I giovani ormai, appena superati i venti anni devono inziare a fare i conti con la vita e con quello che la stessa rappresenta: scelte, continue. Ed il risultato di tutto ciò ci trasforma in ansia da prestazione professionale, stress, senso di soffocamento ed infine depressione.

Il problema principale è che non vi è un solo fattore scatenante di tale malessere, sono tante piccole concause che contribuiscono a creare nei giovani le stesse ansie che una volta colpivano gli adulti intorno ai 40-50 anni. I ricercatori della Greenwich University, capitanati dal dott.
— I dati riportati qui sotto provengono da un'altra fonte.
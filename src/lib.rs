// SPDX-FileCopyrightText: 2026 Bruno Meilick
// SPDX-License-Identifier: LicenseRef-Nereid-FreeUse-NoCopy-NoDerivatives
//
// All rights reserved.
//
// This file is part of Sequin and is proprietary software.
// Unauthorized copying, modification, or distribution is prohibited.

//! Sequin: round-trip parsing and canonical export of Mermaid sequence diagrams.
//!
//! `format::mermaid` turns `sequenceDiagram` text into a [`model::SequenceAst`] and back,
//! `ops` derives edited models from existing ones.

pub mod format;
pub mod model;
pub mod ops;

pub use format::mermaid::{
    export_sequence_diagram as serialize, export_sequence_diagram_with as serialize_with_options,
    parse_sequence_diagram as parse, parse_sequence_diagram_with as parse_with_options,
};
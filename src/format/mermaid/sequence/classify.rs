// SPDX-FileCopyrightText: 2026 Bruno Meilick
// SPDX-License-Identifier: LicenseRef-Nereid-FreeUse-NoCopy-NoDerivatives
//
// All rights reserved.
//
// This file is part of Sequin and is proprietary software.
// Unauthorized copying, modification, or distribution is prohibited.

//! First pass over a single line: decide which statement it is by its keyword prefix.

use crate::format::mermaid::arrow;
use crate::model::{
    ActivationMarker, NotePlacement, ParticipantKind, SequenceBlockKind, SequenceSectionKind,
};

pub(crate) const HEADER: &str = "sequenceDiagram";

#[derive(Debug, Clone, Copy, PartialEq, Eq)]
pub(crate) enum LineKind {
    Header,
    Autonumber,
    Title,
    Declaration { kind: ParticipantKind, create: bool },
    Destroy,
    Note(NotePlacement),
    BlockStart(SequenceBlockKind),
    BoxStart,
    Branch(SequenceSectionKind),
    End,
    Activation(ActivationMarker),
    Message,
    Unrecognized,
}

/// A classified line: its kind plus the text following the keyword(s), trimmed.
///
/// For `Message` and `Unrecognized` lines `rest` is the whole line.
#[derive(Debug, Clone, Copy, PartialEq, Eq)]
pub(crate) struct Classified<'a> {
    pub kind: LineKind,
    pub line: &'a str,
    pub rest: &'a str,
}

fn split_first_word(text: &str) -> (&str, &str) {
    match text.find(char::is_whitespace) {
        Some(idx) => (&text[..idx], text[idx..].trim_start()),
        None => (text, ""),
    }
}

fn block_kind(keyword: &str) -> Option<SequenceBlockKind> {
    SequenceBlockKind::ALL
        .into_iter()
        .find(|kind| keyword.eq_ignore_ascii_case(kind.keyword()))
}

fn section_kind(keyword: &str) -> Option<SequenceSectionKind> {
    [
        SequenceSectionKind::Else,
        SequenceSectionKind::And,
        SequenceSectionKind::Option,
    ]
    .into_iter()
    .find(|kind| kind.keyword().is_some_and(|kw| keyword.eq_ignore_ascii_case(kw)))
}

fn declaration_kind(keyword: &str) -> Option<ParticipantKind> {
    [ParticipantKind::Participant, ParticipantKind::Actor]
        .into_iter()
        .find(|kind| keyword.eq_ignore_ascii_case(kind.keyword()))
}

fn classify_note(rest: &str) -> Option<(NotePlacement, &str)> {
    let (first, after_first) = split_first_word(rest);
    if first.eq_ignore_ascii_case("over") {
        return Some((NotePlacement::Over, after_first));
    }
    let placement = if first.eq_ignore_ascii_case("left") {
        NotePlacement::LeftOf
    } else if first.eq_ignore_ascii_case("right") {
        NotePlacement::RightOf
    } else {
        return None;
    };
    let (of, targets) = split_first_word(after_first);
    of.eq_ignore_ascii_case("of").then_some((placement, targets))
}

/// Classifies one trimmed, non-empty, non-comment line.
///
/// Keywords match case-insensitively and only as whole words, so `loopback->>db` is a message.
pub(crate) fn classify(line: &str) -> Classified<'_> {
    let make = |kind, rest| Classified { kind, line, rest };

    if line == HEADER {
        return make(LineKind::Header, "");
    }

    let (keyword, rest) = split_first_word(line);
    let lower = keyword.to_ascii_lowercase();
    match lower.as_str() {
        "autonumber" => return make(LineKind::Autonumber, rest),
        "title" => return make(LineKind::Title, rest),
        "destroy" => return make(LineKind::Destroy, rest),
        "box" => return make(LineKind::BoxStart, rest),
        "activate" => return make(LineKind::Activation(ActivationMarker::Activate), rest),
        "deactivate" => return make(LineKind::Activation(ActivationMarker::Deactivate), rest),
        "end" if rest.is_empty() => return make(LineKind::End, rest),
        "note" => {
            return match classify_note(rest) {
                Some((placement, targets)) => make(LineKind::Note(placement), targets),
                None => make(LineKind::Unrecognized, line),
            };
        }
        "create" => {
            let (decl, decl_rest) = split_first_word(rest);
            return match declaration_kind(decl) {
                Some(kind) => make(LineKind::Declaration { kind, create: true }, decl_rest),
                None => make(LineKind::Unrecognized, line),
            };
        }
        _ => {}
    }

    if let Some(title) = line.strip_prefix("title:") {
        return make(LineKind::Title, title.trim());
    }
    if let Some(kind) = declaration_kind(keyword) {
        return make(
            LineKind::Declaration {
                kind,
                create: false,
            },
            rest,
        );
    }
    if let Some(kind) = block_kind(keyword) {
        return make(LineKind::BlockStart(kind), rest);
    }
    if let Some(kind) = section_kind(keyword) {
        return make(LineKind::Branch(kind), rest);
    }

    if arrow::contains_arrow(line) {
        return make(LineKind::Message, line);
    }
    make(LineKind::Unrecognized, line)
}

#[cfg(test)]
mod tests {
    use rstest::rstest;

    use super::{classify, LineKind};
    use crate::model::{
        ActivationMarker, NotePlacement, ParticipantKind, SequenceBlockKind, SequenceSectionKind,
    };

    #[rstest]
    #[case("sequenceDiagram", LineKind::Header, "")]
    #[case("autonumber", LineKind::Autonumber, "")]
    #[case("autonumber 10 5", LineKind::Autonumber, "10 5")]
    #[case("title Checkout", LineKind::Title, "Checkout")]
    #[case("title: Checkout", LineKind::Title, "Checkout")]
    #[case(
        "participant A as Alice",
        LineKind::Declaration { kind: ParticipantKind::Participant, create: false },
        "A as Alice"
    )]
    #[case(
        "create actor B",
        LineKind::Declaration { kind: ParticipantKind::Actor, create: true },
        "B"
    )]
    #[case("destroy B", LineKind::Destroy, "B")]
    #[case("Note over A,B: hi", LineKind::Note(NotePlacement::Over), "A,B: hi")]
    #[case("note left of A: hi", LineKind::Note(NotePlacement::LeftOf), "A: hi")]
    #[case("Note right  of A: hi", LineKind::Note(NotePlacement::RightOf), "A: hi")]
    #[case("loop Every minute", LineKind::BlockStart(SequenceBlockKind::Loop), "Every minute")]
    #[case("critical", LineKind::BlockStart(SequenceBlockKind::Critical), "")]
    #[case("rect rgb(0, 0, 0)", LineKind::BlockStart(SequenceBlockKind::Rect), "rgb(0, 0, 0)")]
    #[case("box Aqua Group", LineKind::BoxStart, "Aqua Group")]
    #[case("else failure", LineKind::Branch(SequenceSectionKind::Else), "failure")]
    #[case("and", LineKind::Branch(SequenceSectionKind::And), "")]
    #[case("option timeout", LineKind::Branch(SequenceSectionKind::Option), "timeout")]
    #[case("end", LineKind::End, "")]
    #[case("activate A", LineKind::Activation(ActivationMarker::Activate), "A")]
    #[case("deactivate A", LineKind::Activation(ActivationMarker::Deactivate), "A")]
    fn classifies_keyword_lines(#[case] line: &str, #[case] kind: LineKind, #[case] rest: &str) {
        let classified = classify(line);
        assert_eq!(classified.kind, kind);
        assert_eq!(classified.rest, rest);
    }

    #[rstest]
    #[case("A->>B: hi")]
    #[case("loopback->>db: ping")]
    #[case("end->>A: keyword-like id")]
    #[case("Note->>A: keyword-like id")]
    fn keyword_prefixes_without_a_word_boundary_are_messages(#[case] line: &str) {
        assert_eq!(classify(line).kind, LineKind::Message);
    }

    #[rstest]
    #[case("hello world")]
    #[case("Note beside A: hi")]
    #[case("create box X")]
    #[case("end now")]
    fn unknown_lines_are_unrecognized(#[case] line: &str) {
        assert_eq!(classify(line).kind, LineKind::Unrecognized);
    }
}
Oliver Robinson hanno coniato quel simpatico nome sopra illustrato un fenomeno che purtroppo è molto più diffuso di cil che si pensa.
Spiega il luminare:

Adesso si è molto più liberi di fare dei cambiamenti all’inizio dell’età adulta rispetto a quanto succedeva in passato perché c’è una maggior fluidità nel mondo del lavoro, nel matrimonio o nelle alternative allo stesso. E questa fluidità fa sì che i grandi cambiamenti della vita siano più accettabili. Nel passato, se cambiamento doveva esserci, questo avveniva nel periodo della mezza età.

Ed aggiunge:

Oggi, invece, si va in crisi molto prima e le cause sono da individuare nella ricerca frenetica di un lavoro, nella necessità di fare soldi e avere successo in fretta e nell’ansia di voler soddisfare le aspettative dei genitori.

I giovani, secondo i ricercatori inglesi, non riuscirebbero più ad accontentarsi di una vita non facile, volendo ottenere tutto con maggiore facilità e velocità. Fattore positivo? Soffrire della crisi di un quarto di vita porterebbe a non soffrire della crisi di mezza età. E per molti, questa sembra già una conquista.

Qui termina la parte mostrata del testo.